Description of problem: The following string is near the end of java/code/src/com/redhat/rhn/frontend/strings/java/StringResource in satellite 5.5 """The following is a list of errors gathered while Spacewalk attempts to synchronize kickstart distributions from Spacewalk to Cobbler. These errors must be corrected for the distributions to be available for kickstarting systems: {0} Please check: /var/log/rhn/rhn_taskomatic_daemon.log and /var/log/tomcat5/catalina.out /var/log/cobbler/cobbler.log for more detailed errors. If you don't resolve the errors the kickstart tree will not be usable for kickstarting. """ It has the translation: """Ce qui suit est une liste d'erreurs à la suite des tentatives de synchronisation des distributions kickstart de Spacewalk à Cobbler. Ces erreurs doivent être corrigées pour que les distributions puissent être disponibles pour les kickstarting systèmes : {0} Veuillez cocher: /var/log/rhn/rhn_taskomatic_daemon.log et /var/log/tomcat5/catalina.out /var/log/cobbler/cobbler.log pour des erreurs plus détaillées. Si vous ne pouvez pas résoudre les erreurs de l'arborescence de kickstart ne sera pas utilisable pour kickstarting.""" But it is shown as having a missing variable {0}, even though it is there.

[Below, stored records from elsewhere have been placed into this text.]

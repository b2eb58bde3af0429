//! Phrase merging, source building and canonical assembly for election data.
//!
//! This crate turns the hand-authored YAML sources of the elections site
//! into the canonical JSON document consumed by the page renderer.
//!
//! # Overview
//!
//! - [`PhraseFileWalker`] and [`merge_phrases`]: per-language phrase files,
//!   parsed in parallel and merged in sorted order into a
//!   [`PhraseTable`](elect_core::PhraseTable)
//! - [`SourceDocument`]: phrases, configured source files and generated
//!   court-of-appeals collections in one JSON object
//! - [`Assembler`]: validated, typed and grouped [`CanonicalDocument`]
//!
//! # Example
//!
//! ```ignore
//! use elect_core::Config;
//! use elect_data::{Assembler, SourceDocument};
//!
//! let config = Config::default();
//! let source = SourceDocument::build(&config)?;
//! std::fs::write("data/elect.json", source.to_json_pretty()?)?;
//!
//! let canonical = Assembler::new(&config.assembly, 2024).assemble(source)?;
//! println!("{} bodies", canonical.bodies_count);
//! ```
//!
//! # Architecture
//!
//! ```text
//! SourceDocument::build
//!     │
//!     ├── NODE_HANDLERS
//!     │       ├── phrases ── PhraseFileWalker → merge_phrases (rayon)
//!     │       ├── districts ─┐
//!     │       └── court_offices ─ court of appeals divisions
//!     │
//!     └── assembly.sources ── <pre_data_dir>/<name>.yaml
//!
//! Assembler::assemble
//!     ├── base-language fields from *_i18n references
//!     ├── typed records (Body, Office, Category, Language, ...)
//!     └── grouping by category + whitelist check
//! ```

#![deny(clippy::all)]
#![warn(missing_docs)]

mod assembler;
mod court;
mod election;
mod error;
mod phrases;
mod sources;
mod walker;

pub use assembler::{Assembler, CanonicalDocument};
pub use court::{JusticeKind, court_of_appeals_districts, court_of_appeals_offices};
pub use election::{election_info, next_election_year};
pub use error::DataError;
pub use phrases::{
    I18nField, PhraseEntry, PhraseWord, i18n_field, lang_code_from_path, merge_phrases, project_words,
    read_phrase_dir, read_phrase_file,
};
pub use sources::{KEY_PHRASES, NODE_HANDLERS, NodeHandler, SourceDocument, to_json_pretty};
pub use walker::PhraseFileWalker;
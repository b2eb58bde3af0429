//! Domain types for the elect toolkit.
//!
//! # Module Organization
//!
//! - [`file_type`] - The `_meta._type` tag of YAML source files
//! - [`i18n`] - Phrase tables and i18n field naming
//! - [`record`] - Canonical records (bodies, offices, categories, ...)
//!
//! All public types are re-exported at this module level and at the crate root:
//!
//! ```
//! use elect_core::{Body, FileType, PhraseTable};
//! ```

pub mod file_type;
pub mod i18n;
pub mod record;

pub use file_type::FileType;
pub use i18n::{I18N_SUFFIX, I18nText, Phrase, PhraseTable, i18n_field_name, simple_field_name};
pub use record::{
    Body, Category, CourtOffice, District, DistrictSummary, Language, Office, RawObject,
};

This is caused by having an uneven number of apostrophies (') before the variable, which makes the validator consider the variable escaped. In the example above, apostrophes in "d'erreurs" and "l'arborescence" would be considered the beginning and end of a quoted string, which includes the first {0} In a Java format string, for normal cases, where there are a pair of apostrophes surrounding any other characters, the characters they are surrounding are 'escaped' so will not be interpreted as variables. The apostrophes are also removed in this case. Also if there is a single apostrophe without another to close it, the remainder of the string after the apostrophe is considered quoted and the apostrophe is removed. Generally, to insert a single apostrophe such as in "d'erreurs", the apostrophe should be doubled like so: "d''erreurs". This allows Java to distinguish it from the beginning or end of an escaped stretch of characters. There are a few more complexities to how apostrophes are handled by Java MessageFormat, which are described under "Patterns and Their Interpretation" at: http://docs.oracle.com/javase/1.4.2/docs/api/java/text/MessageFormat.html where they give the warning: "The rules for using quotes within message format patterns unfortunately have shown to be somewhat confusing. In particular, it isn't always obvious to localizers whether single quotes need to be doubled or not..." In addition, the above only applies to strings that will be used with Java MessageFormat. Unfortunately there is no reliable way to detect whether this is the case, and it is recommended that source comments are included to indicate where this is the case.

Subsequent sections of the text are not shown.